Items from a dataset
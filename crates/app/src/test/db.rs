//! Per-test databases inside one shared PostgreSQL container.

use once_cell::sync::Lazy;
use sqlx::{Connection, PgConnection, PgPool, postgres::PgPoolOptions};
use testcontainers::{ContainerAsync, ImageExt, runners::AsyncRunner};
use testcontainers_modules::postgres::Postgres as PostgresImage;
use tokio::sync::{OnceCell, mpsc};
use uuid::Uuid;

use crate::database::MIGRATOR;

const USER: &str = "mival_test";
const PASSWORD: &str = "mival_test_password";
const POOL_SIZE: u32 = 8;

/// Checks that a generated database name is safe to interpolate.
fn validate_database_name(name: &str) -> Result<(), String> {
    if name.is_empty() || name.len() > 63 {
        return Err("database name must be 1-63 characters long".to_string());
    }

    if !name.starts_with(|c: char| c.is_ascii_alphabetic() || c == '_') {
        return Err("database name must start with a letter or underscore".to_string());
    }

    if !name.chars().all(|c| c.is_ascii_alphanumeric() || c == '_') {
        return Err("database name can only contain letters, digits and underscores".to_string());
    }

    Ok(())
}

async fn init_postgres_container() -> ContainerAsync<PostgresImage> {
    PostgresImage::default()
        .with_user(USER)
        .with_password(PASSWORD)
        .with_db_name(USER)
        .with_env_var("POSTGRES_INITDB_ARGS", "--auth-host=trust")
        .start()
        .await
        .expect("Failed to start PostgreSQL container")
}

static POSTGRES_CONTAINER: Lazy<OnceCell<ContainerAsync<PostgresImage>>> = Lazy::new(OnceCell::new);

static CLEANUP_SENDER: Lazy<OnceCell<mpsc::UnboundedSender<String>>> = Lazy::new(OnceCell::new);

async fn init_cleanup_task() -> mpsc::UnboundedSender<String> {
    let (sender, mut receiver) = mpsc::unbounded_channel::<String>();

    tokio::spawn(async move {
        while let Some(db_name) = receiver.recv().await {
            if let Err(err) = drop_database(&db_name).await {
                eprintln!("Failed to drop test database '{db_name}': {err}");
            }
        }
    });

    sender
}

async fn server_url(database: &str) -> Option<String> {
    let container = POSTGRES_CONTAINER.get()?;
    let port = container.get_host_port_ipv4(5432).await.ok()?;
    let host =
        std::env::var("TESTCONTAINERS_HOST_OVERRIDE").unwrap_or_else(|_| "localhost".to_string());

    Some(format!("postgresql://{USER}:{PASSWORD}@{host}:{port}/{database}"))
}

async fn drop_database(db_name: &str) -> Result<(), sqlx::Error> {
    if validate_database_name(db_name).is_err() {
        return Ok(());
    }

    if let Some(url) = server_url("postgres").await {
        let mut conn = PgConnection::connect(&url).await?;

        sqlx::query(&format!("DROP DATABASE IF EXISTS \"{db_name}\""))
            .execute(&mut conn)
            .await?;

        conn.close().await?;
    }

    Ok(())
}

/// A freshly migrated database owned by one test.
///
/// Services commit their own transactions, so isolation comes from every test
/// getting its own database. It is dropped in the background when the
/// `TestDb` goes out of scope.
///
/// The payment ledger gets a pool of its own, as it does in the app.
#[derive(Debug)]
pub(crate) struct TestDb {
    pool: PgPool,
    ledger_pool: PgPool,
    url: String,
    name: String,
}

impl Drop for TestDb {
    fn drop(&mut self) {
        if let Some(sender) = CLEANUP_SENDER.get() {
            let _ = sender.send(self.name.clone());
        }
    }
}

impl TestDb {
    pub(crate) async fn new() -> Self {
        let name = format!("mival_test_{}", Uuid::now_v7().simple());

        Self::new_with_db_name(&name).await
    }

    pub(crate) async fn new_with_db_name(db_name: &str) -> Self {
        CLEANUP_SENDER.get_or_init(init_cleanup_task).await;

        if let Err(error) = validate_database_name(db_name) {
            panic!("Invalid database name '{db_name}': {error}");
        }

        POSTGRES_CONTAINER
            .get_or_init(init_postgres_container)
            .await;

        let admin_url = server_url("postgres")
            .await
            .expect("Failed to resolve container address");

        let mut conn = PgConnection::connect(&admin_url)
            .await
            .expect("Failed to connect to postgres database");

        sqlx::query(&format!("CREATE DATABASE \"{db_name}\""))
            .execute(&mut conn)
            .await
            .expect("Failed to create test database");

        conn.close()
            .await
            .expect("Failed to close admin connection");

        let database_url = server_url(db_name)
            .await
            .expect("Failed to resolve container address");

        let pool = connect_pool(&database_url, POOL_SIZE).await;
        let ledger_pool = connect_pool(&database_url, POOL_SIZE).await;

        MIGRATOR
            .run(&pool)
            .await
            .expect("Failed to run migrations on database");

        Self {
            pool,
            ledger_pool,
            url: database_url,
            name: db_name.to_string(),
        }
    }

    pub(crate) fn pool(&self) -> &PgPool {
        &self.pool
    }

    pub(crate) fn ledger_pool(&self) -> &PgPool {
        &self.ledger_pool
    }

    /// An extra pool on this database, capped at `max_connections`.
    pub(crate) async fn sized_pool(&self, max_connections: u32) -> PgPool {
        connect_pool(&self.url, max_connections).await
    }
}

async fn connect_pool(database_url: &str, max_connections: u32) -> PgPool {
    PgPoolOptions::new()
        .max_connections(max_connections)
        .connect(database_url)
        .await
        .expect("Failed to create pool for database")
}

#[cfg(test)]
mod tests {
    use super::*;

    #[test]
    fn validate_database_name_accepts_generated_names() {
        assert!(validate_database_name("mival_test_0192abc").is_ok());
        assert!(validate_database_name("_underscore_start").is_ok());
    }

    #[test]
    fn validate_database_name_rejects_bad_input() {
        assert!(validate_database_name("").is_err());
        assert!(validate_database_name(&"a".repeat(64)).is_err());
        assert!(validate_database_name("123invalid").is_err());
        assert!(validate_database_name("bad-hyphen").is_err());
        assert!(validate_database_name("bad\"quote").is_err());
    }

    #[tokio::test]
    async fn migrations_create_checkout_tables() {
        let test_db = TestDb::new().await;

        let tables: i64 = sqlx::query_scalar(
            "SELECT COUNT(*) FROM information_schema.tables \
             WHERE table_schema = 'public' AND table_name IN \
             ('orders', 'order_items', 'library_entries', 'payment_transactions')",
        )
        .fetch_one(test_db.pool())
        .await
        .expect("Failed to inspect schema");

        assert_eq!(tables, 4);
    }
}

= WORK REQUEST =
In the answer, every line above should be retyped exactly.

= EXPECTED OUTPUT =
filename crates/app/src/test/db.rs
//! Per-test databases inside one shared PostgreSQL container.

use once_cell::sync::Lazy;
use sqlx::{Connection, PgConnection, PgPool, postgres::PgPoolOptions};
use testcontainers::{ContainerAsync, ImageExt, runners::AsyncRunner};
use testcontainers_modules::postgres::Postgres as PostgresImage;
use tokio::sync::{OnceCell, mpsc};
use uuid::Uuid;

use crate::database::MIGRATOR;

const USER: &str = "mival_test";
const PASSWORD: &str = "mival_test_password";
const POOL_SIZE: u32 = 8;

/// Checks that a generated database name is safe to interpolate.
fn validate_database_name(name: &str) -> Result<(), String> {
    if name.is_empty() || name.len() > 63 {
        return Err("database name must be 1-63 characters long".to_string());
    }

    if !name.starts_with(|c: char| c.is_ascii_alphabetic() || c == '_') {
        return Err("database name must start with a letter or underscore".to_string());
    }

    if !name.chars().all(|c| c.is_ascii_alphanumeric() || c == '_') {
        return Err("database name can only contain letters, digits and underscores".to_string());
    }

    Ok(())
}

async fn init_postgres_container() -> ContainerAsync<PostgresImage> {
    PostgresImage::default()
        .with_user(USER)
        .with_password(PASSWORD)
        .with_db_name(USER)
        .with_env_var("POSTGRES_INITDB_ARGS", "--auth-host=trust")
        .start()
        .await
        .expect("Failed to start PostgreSQL container")
}

static POSTGRES_CONTAINER: Lazy<OnceCell<ContainerAsync<PostgresImage>>> = Lazy::new(OnceCell::new);

static CLEANUP_SENDER: Lazy<OnceCell<mpsc::UnboundedSender<String>>> = Lazy::new(OnceCell::new);

async fn init_cleanup_task() -> mpsc::UnboundedSender<String> {
    let (sender, mut receiver) = mpsc::unbounded_channel::<String>();

    tokio::spawn(async move {
        while let Some(db_name) = receiver.recv().await {
            if let Err(err) = drop_database(&db_name).await {
                eprintln!("Failed to drop test database '{db_name}': {err}");
            }
        }
    });

    sender
}

async fn server_url(database: &str) -> Option<String> {
    let container = POSTGRES_CONTAINER.get()?;
    let port = container.get_host_port_ipv4(5432).await.ok()?;
    let host =
        std::env::var("TESTCONTAINERS_HOST_OVERRIDE").unwrap_or_else(|_| "localhost".to_string());

    Some(format!("postgresql://{USER}:{PASSWORD}@{host}:{port}/{database}"))
}

async fn drop_database(db_name: &str) -> Result<(), sqlx::Error> {
    if validate_database_name(db_name).is_err() {
        return Ok(());
    }

    if let Some(url) = server_url("postgres").await {
        let mut conn = PgConnection::connect(&url).await?;

        sqlx::query(&format!("DROP DATABASE IF EXISTS \"{db_name}\""))
            .execute(&mut conn)
            .await?;

        conn.close().await?;
    }

    Ok(())
}

/// A freshly migrated database owned by one test.
///
/// Services commit their own transactions, so isolation comes from every test
/// getting its own database. It is dropped in the background when the
/// `TestDb` goes out of scope.
///
/// The payment ledger gets a pool of its own, as it does in the app.
#[derive(Debug)]
pub(crate) struct TestDb {
    pool: PgPool,
    ledger_pool: PgPool,
    url: String,
    name: String,
}

impl Drop for TestDb {
    fn drop(&mut self) {
        if let Some(sender) = CLEANUP_SENDER.get() {
            let _ = sender.send(self.name.clone());
        }
    }
}

impl TestDb {
    pub(crate) async fn new() -> Self {
        let name = format!("mival_test_{}", Uuid::now_v7().simple());

        Self::new_with_db_name(&name).await
    }

    pub(crate) async fn new_with_db_name(db_name: &str) -> Self {
        CLEANUP_SENDER.get_or_init(init_cleanup_task).await;

        if let Err(error) = validate_database_name(db_name) {
            panic!("Invalid database name '{db_name}': {error}");
        }

        POSTGRES_CONTAINER
            .get_or_init(init_postgres_container)
            .await;

        let admin_url = server_url("postgres")
            .await
            .expect("Failed to resolve container address");

        let mut conn = PgConnection::connect(&admin_url)
            .await
            .expect("Failed to connect to postgres database");

        sqlx::query(&format!("CREATE DATABASE \"{db_name}\""))
            .execute(&mut conn)
            .await
            .expect("Failed to create test database");

        conn.close()
            .await
            .expect("Failed to close admin connection");

        let database_url = server_url(db_name)
            .await
            .expect("Failed to resolve container address");

        let pool = connect_pool(&database_url, POOL_SIZE).await;
        let ledger_pool = connect_pool(&database_url, POOL_SIZE).await;

        MIGRATOR
            .run(&pool)
            .await
            .expect("Failed to run migrations on database");

        Self {
            pool,
            ledger_pool,
            url: database_url,
            name: db_name.to_string(),
        }
    }

    pub(crate) fn pool(&self) -> &PgPool {
        &self.pool
    }

    pub(crate) fn ledger_pool(&self) -> &PgPool {
        &self.ledger_pool
    }

    /// An extra pool on this database, capped at `max_connections`.
    pub(crate) async fn sized_pool(&self, max_connections: u32) -> PgPool {
        connect_pool(&self.url, max_connections).await
    }
}

async fn connect_pool(database_url: &str, max_connections: u32) -> PgPool {
    PgPoolOptions::new()
        .max_connections(max_connections)
        .connect(database_url)
        .await
        .expect("Failed to create pool for database")
}

#[cfg(test)]
mod tests {
    use super::*;

    #[test]
    fn validate_database_name_accepts_generated_names() {
        assert!(validate_database_name("mival_test_0192abc").is_ok());
        assert!(validate_database_name("_underscore_start").is_ok());
    }

    #[test]
    fn validate_database_name_rejects_bad_input() {
        assert!(validate_database_name("").is_err());
        assert!(validate_database_name(&"a".repeat(64)).is_err());
        assert!(validate_database_name("123invalid").is_err());
        assert!(validate_database_name("bad-hyphen").is_err());
        assert!(validate_database_name("bad\"quote").is_err());
    }

    #[tokio::test]
    async fn migrations_create_checkout_tables() {
        let test_db = TestDb::new().await;

        let tables: i64 = sqlx::query_scalar(
            "SELECT COUNT(*) FROM information_schema.tables \
             WHERE table_schema = 'public' AND table_name IN \
             ('orders', 'order_items', 'library_entries', 'payment_transactions')",
        )
        .fetch_one(test_db.pool())
        .await
        .expect("Failed to inspect schema");

        assert_eq!(tables, 4);
    }
}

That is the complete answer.